_WORK REQUEST_. When you output the entries, begin with the first line and end with the line containing "Hash, Serialize, Deserialize, TS)]", keeping each line exactly as it is.

_DATA PROVIDED_.
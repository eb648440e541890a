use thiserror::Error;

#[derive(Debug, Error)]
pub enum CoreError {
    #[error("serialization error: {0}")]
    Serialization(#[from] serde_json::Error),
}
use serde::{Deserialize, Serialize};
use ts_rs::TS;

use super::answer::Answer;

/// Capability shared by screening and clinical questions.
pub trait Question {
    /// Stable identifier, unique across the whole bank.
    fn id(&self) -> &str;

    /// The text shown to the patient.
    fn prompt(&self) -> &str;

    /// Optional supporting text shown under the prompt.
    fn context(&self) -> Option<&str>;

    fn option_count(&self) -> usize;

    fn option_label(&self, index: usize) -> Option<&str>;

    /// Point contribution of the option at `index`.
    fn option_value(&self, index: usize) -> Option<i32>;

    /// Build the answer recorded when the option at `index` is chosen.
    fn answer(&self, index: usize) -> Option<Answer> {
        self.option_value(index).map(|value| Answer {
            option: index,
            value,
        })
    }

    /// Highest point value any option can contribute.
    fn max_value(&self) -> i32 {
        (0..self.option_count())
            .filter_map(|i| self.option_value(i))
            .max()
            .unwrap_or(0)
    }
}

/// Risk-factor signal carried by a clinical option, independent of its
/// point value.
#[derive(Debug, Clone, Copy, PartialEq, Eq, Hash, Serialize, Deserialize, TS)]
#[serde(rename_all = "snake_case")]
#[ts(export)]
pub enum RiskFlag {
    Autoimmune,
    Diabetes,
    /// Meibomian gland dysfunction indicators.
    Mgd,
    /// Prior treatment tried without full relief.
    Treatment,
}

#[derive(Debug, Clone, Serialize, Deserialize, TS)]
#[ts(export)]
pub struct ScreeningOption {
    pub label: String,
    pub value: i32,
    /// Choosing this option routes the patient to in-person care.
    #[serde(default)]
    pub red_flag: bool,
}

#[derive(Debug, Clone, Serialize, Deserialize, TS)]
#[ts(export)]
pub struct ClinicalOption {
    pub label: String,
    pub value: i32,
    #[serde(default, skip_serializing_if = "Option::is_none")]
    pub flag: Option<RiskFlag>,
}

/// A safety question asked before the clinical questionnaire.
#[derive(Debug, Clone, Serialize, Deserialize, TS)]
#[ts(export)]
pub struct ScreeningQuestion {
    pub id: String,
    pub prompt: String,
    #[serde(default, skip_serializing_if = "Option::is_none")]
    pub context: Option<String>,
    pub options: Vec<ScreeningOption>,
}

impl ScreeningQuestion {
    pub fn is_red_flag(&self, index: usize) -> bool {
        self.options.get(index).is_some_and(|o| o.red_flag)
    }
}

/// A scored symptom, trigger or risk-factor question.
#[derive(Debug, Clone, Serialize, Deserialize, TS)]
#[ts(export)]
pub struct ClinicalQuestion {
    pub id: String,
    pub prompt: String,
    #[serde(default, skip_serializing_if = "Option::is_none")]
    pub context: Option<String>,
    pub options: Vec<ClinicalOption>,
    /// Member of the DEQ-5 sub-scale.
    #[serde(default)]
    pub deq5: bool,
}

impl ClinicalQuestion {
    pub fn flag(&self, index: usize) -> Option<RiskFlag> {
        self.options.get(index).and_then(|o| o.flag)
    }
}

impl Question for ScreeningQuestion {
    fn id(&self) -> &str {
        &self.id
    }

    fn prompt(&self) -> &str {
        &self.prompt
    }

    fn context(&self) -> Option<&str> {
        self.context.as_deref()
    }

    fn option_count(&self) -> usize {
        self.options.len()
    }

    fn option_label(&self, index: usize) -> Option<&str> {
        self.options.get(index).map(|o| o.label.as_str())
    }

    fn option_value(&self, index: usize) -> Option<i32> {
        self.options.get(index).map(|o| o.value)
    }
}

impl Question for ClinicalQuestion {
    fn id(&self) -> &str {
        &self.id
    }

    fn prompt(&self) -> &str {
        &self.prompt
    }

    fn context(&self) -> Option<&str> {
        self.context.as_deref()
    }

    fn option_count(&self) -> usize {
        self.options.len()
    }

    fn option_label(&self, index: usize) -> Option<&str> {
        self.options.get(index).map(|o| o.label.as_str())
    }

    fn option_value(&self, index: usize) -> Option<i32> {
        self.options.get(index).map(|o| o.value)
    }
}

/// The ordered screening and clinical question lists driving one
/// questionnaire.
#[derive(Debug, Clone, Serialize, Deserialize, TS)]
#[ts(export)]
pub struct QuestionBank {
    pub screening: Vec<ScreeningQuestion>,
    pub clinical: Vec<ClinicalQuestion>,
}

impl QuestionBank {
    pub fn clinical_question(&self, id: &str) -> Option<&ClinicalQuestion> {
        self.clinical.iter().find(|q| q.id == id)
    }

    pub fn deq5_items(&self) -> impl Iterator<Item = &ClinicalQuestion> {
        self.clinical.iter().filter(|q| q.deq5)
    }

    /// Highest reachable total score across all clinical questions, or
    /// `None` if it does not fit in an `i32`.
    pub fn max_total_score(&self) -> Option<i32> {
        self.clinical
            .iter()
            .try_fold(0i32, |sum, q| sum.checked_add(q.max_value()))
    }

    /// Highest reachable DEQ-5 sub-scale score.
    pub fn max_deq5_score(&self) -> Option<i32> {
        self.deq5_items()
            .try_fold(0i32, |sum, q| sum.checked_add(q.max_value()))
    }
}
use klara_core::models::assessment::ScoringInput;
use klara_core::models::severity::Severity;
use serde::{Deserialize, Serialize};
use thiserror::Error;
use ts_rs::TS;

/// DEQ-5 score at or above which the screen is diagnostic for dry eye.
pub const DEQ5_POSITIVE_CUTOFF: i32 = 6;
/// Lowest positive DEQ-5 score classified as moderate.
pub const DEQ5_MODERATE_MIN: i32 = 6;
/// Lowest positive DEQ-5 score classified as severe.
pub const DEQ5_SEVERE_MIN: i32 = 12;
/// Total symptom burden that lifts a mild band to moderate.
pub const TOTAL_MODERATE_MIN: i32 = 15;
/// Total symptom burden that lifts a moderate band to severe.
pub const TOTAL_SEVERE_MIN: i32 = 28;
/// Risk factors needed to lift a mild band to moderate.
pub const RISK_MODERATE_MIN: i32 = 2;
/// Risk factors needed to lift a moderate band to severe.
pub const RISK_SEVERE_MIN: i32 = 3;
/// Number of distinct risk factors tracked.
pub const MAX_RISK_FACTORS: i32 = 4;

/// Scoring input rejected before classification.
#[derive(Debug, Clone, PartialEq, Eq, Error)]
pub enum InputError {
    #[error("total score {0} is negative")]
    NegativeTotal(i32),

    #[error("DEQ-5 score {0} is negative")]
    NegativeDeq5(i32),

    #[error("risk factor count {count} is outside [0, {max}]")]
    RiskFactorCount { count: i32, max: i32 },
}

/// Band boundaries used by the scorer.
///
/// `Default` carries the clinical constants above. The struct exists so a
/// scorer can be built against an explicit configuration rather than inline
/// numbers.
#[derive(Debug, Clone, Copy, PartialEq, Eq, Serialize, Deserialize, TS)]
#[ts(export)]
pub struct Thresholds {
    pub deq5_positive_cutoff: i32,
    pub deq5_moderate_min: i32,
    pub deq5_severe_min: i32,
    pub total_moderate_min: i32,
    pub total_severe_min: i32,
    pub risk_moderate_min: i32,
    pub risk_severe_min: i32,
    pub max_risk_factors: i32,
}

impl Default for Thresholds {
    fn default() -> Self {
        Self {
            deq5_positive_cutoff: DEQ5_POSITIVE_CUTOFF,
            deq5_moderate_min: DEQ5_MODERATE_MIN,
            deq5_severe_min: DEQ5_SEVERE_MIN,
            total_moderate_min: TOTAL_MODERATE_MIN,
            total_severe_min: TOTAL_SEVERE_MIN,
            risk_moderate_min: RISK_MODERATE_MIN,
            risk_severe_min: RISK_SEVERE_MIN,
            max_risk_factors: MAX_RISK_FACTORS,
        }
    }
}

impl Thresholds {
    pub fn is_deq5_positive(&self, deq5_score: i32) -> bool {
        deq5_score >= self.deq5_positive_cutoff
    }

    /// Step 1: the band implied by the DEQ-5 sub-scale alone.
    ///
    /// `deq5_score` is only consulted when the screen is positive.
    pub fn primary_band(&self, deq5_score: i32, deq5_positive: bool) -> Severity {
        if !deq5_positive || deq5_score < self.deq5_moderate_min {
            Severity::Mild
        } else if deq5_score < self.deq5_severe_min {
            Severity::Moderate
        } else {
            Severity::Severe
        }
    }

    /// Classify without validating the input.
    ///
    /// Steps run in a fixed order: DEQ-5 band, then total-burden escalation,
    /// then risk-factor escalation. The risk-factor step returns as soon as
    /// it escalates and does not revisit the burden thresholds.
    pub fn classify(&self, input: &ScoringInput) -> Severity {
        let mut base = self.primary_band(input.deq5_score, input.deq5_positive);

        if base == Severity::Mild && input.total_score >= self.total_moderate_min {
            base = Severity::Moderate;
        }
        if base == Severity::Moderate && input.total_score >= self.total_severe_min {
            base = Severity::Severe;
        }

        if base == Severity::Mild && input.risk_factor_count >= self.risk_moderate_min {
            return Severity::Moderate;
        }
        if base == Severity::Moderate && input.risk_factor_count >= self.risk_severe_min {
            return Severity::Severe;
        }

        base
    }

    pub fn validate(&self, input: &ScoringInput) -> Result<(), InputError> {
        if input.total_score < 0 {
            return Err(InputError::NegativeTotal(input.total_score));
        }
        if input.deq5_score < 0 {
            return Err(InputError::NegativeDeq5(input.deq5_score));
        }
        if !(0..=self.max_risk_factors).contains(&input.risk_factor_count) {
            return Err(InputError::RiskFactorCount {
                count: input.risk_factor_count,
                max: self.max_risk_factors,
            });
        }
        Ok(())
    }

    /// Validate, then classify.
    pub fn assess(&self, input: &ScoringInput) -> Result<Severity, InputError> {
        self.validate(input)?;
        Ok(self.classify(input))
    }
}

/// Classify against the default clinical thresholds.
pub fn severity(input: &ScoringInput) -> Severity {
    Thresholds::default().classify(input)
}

_RESULT_.
repository eb648440e541890a
use thiserror::Error;

#[derive(Debug, Error)]
pub enum CoreError {
    #[error("serialization error: {0}")]
    Serialization(#[from] serde_json::Error),
}
use serde::{Deserialize, Serialize};
use ts_rs::TS;

use super::answer::Answer;

/// Capability shared by screening and clinical questions.
pub trait Question {
    /// Stable identifier, unique across the whole bank.
    fn id(&self) -> &str;

    /// The text shown to the patient.
    fn prompt(&self) -> &str;

    /// Optional supporting text shown under the prompt.
    fn context(&self) -> Option<&str>;

    fn option_count(&self) -> usize;

    fn option_label(&self, index: usize) -> Option<&str>;

    /// Point contribution of the option at `index`.
    fn option_value(&self, index: usize) -> Option<i32>;

    /// Build the answer recorded when the option at `index` is chosen.
    fn answer(&self, index: usize) -> Option<Answer> {
        self.option_value(index).map(|value| Answer {
            option: index,
            value,
        })
    }

    /// Highest point value any option can contribute.
    fn max_value(&self) -> i32 {
        (0..self.option_count())
            .filter_map(|i| self.option_value(i))
            .max()
            .unwrap_or(0)
    }
}

/// Risk-factor signal carried by a clinical option, independent of its
/// point value.
#[derive(Debug, Clone, Copy, PartialEq, Eq, Hash, Serialize, Deserialize, TS)]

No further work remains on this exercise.